Signed-off-by: vllmellm <vllm.ellm@embeddedllm.com>
---
 .../kernels/scaled_mm/ScaledMMLinearKernel.py | 55 ++++++++++++++--
 .../quantization/kernels/scaled_mm/cutlass.py | 29 +++------
 .../kernels/scaled_mm/flashinfer.py           | 37 ++++-------
 .../quantization/kernels/scaled_mm/pytorch.py | 63 +++----------------
 .../quantization/kernels/scaled_mm/rocm.py    | 29 +++------
 .../quantization/kernels/scaled_mm/utils.py   | 49 ---------------
 6 files changed, 83 insertions(+), 179 deletions(-)
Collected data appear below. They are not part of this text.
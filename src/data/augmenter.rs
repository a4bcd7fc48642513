// ============================================================
// Augmenter
// ============================================================
// Asks the text-generation collaborator for one paraphrased
// variant per clean record. Augmentation is best-effort:
//
//   - every original record is always retained
//   - a per-item generation failure costs only that item's
//     variants, logged as a warning and never propagated
//   - without a configured generator (no credential) the stage
//     passes records through untouched
//
// Each item's outcome is an explicit Result; this stage is the
// caller that aggregates them and decides retention. There is
// no retry or backoff — a failed item is simply not augmented.

use crate::domain::record::TextRecord;
use crate::domain::traits::{GenerationRequest, TextGenerator};
use crate::error::Result;

const SYSTEM_INSTRUCTION: &str =
    "Generate a variation of the following text while preserving its meaning.";
const VARIANT_TEMPERATURE: f64 = 0.8;
const VARIANT_MAX_TOKENS: u32 = 150;

/// Number of characters of the source text shown in warnings
const WARN_PREVIEW_CHARS: usize = 50;

pub struct Augmenter<'a> {
    generator: Option<&'a dyn TextGenerator>,
}

impl<'a> Augmenter<'a> {
    /// A None generator disables augmentation entirely.
    pub fn new(generator: Option<&'a dyn TextGenerator>) -> Self {
        Self { generator }
    }

    /// Produce the augmented sequence: each original record,
    /// followed by its generated variants (zero on failure).
    pub fn augment(&self, records: Vec<TextRecord>) -> Vec<TextRecord> {
        let generator = match self.generator {
            Some(g) => g,
            None => {
                tracing::warn!("No generation service configured — skipping augmentation");
                return records;
            }
        };

        let mut augmented = Vec::with_capacity(records.len() * 2);

        for record in records {
            match self.variants_for(generator, &record) {
                Ok(variants) => {
                    augmented.push(record);
                    augmented.extend(variants.into_iter().map(TextRecord::new));
                }
                Err(e) => {
                    let preview: String =
                        record.text.chars().take(WARN_PREVIEW_CHARS).collect();
                    tracing::warn!("Failed to augment data for item: {preview}...: {e}");
                    augmented.push(record);
                }
            }
        }

        augmented
    }

    /// One item's variants. Ok(empty) means the service answered
    /// but produced nothing usable; Err means the call failed.
    fn variants_for(
        &self,
        generator: &dyn TextGenerator,
        record: &TextRecord,
    ) -> Result<Vec<String>> {
        let request = GenerationRequest {
            system_instruction: SYSTEM_INSTRUCTION.to_string(),
            input_text: record.text.clone(),
            temperature: VARIANT_TEMPERATURE,
            max_output_tokens: VARIANT_MAX_TOKENS,
        };

        Ok(generator.generate(&request)?.into_iter().collect())
    }
}
// ============================================================
// ML Layer
// ============================================================
// Model architecture, the epoch training loop, and early
// stopping. Everything here is generic over the burn backend;
// the trainer pins the concrete Autodiff<NdArray> stack.

pub mod early_stopping;
pub mod model;
pub mod trainer;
 delete mode 100644 vllm/model_executor/layers/quantization/kernels/scaled_mm/utils.py

diff --git a/vllm/model_executor/layers/quantization/kernels/scaled_mm/ScaledMMLinearKernel.py b/vllm/model_executor/layers/quantization/kernels/scaled_mm/ScaledMMLinearKernel.py
index a8a2fc245f62d..5baa7f73077aa 100644
--- a/vllm/model_executor/layers/quantization/kernels/scaled_mm/ScaledMMLinearKernel.py
+++ b/vllm/model_executor/layers/quantization/kernels/scaled_mm/ScaledMMLinearKernel.py
@@ -2,7 +2,7 @@
 # SPDX-FileCopyrightText: Copyright contributors to the vLLM project
 
 from abc import ABC, abstractmethod
-from collections.abc import Sequence
+from collections.abc import Callable, Sequence
 from dataclasses import dataclass
 from typing import Generic, TypeVar
 
@@ -12,6 +12,7 @@ from vllm.model_executor.layers.quantization.input_quant_fp8 import QuantFP8
 from vllm.model_executor.layers.quantization.utils.quant_utils import (
     QuantKey,
 )
+from vllm.platforms import current_platform
 
 
 @dataclass
@@ -98,12 +99,9 @@ class FP8ScaledMMLinearKernel(
             group_shape=act_scale_descriptor.group_shape,
             num_token_padding=self.get_ouput_padding(),
         )
+        self.fp8_dtype = current_platform.fp8_dtype()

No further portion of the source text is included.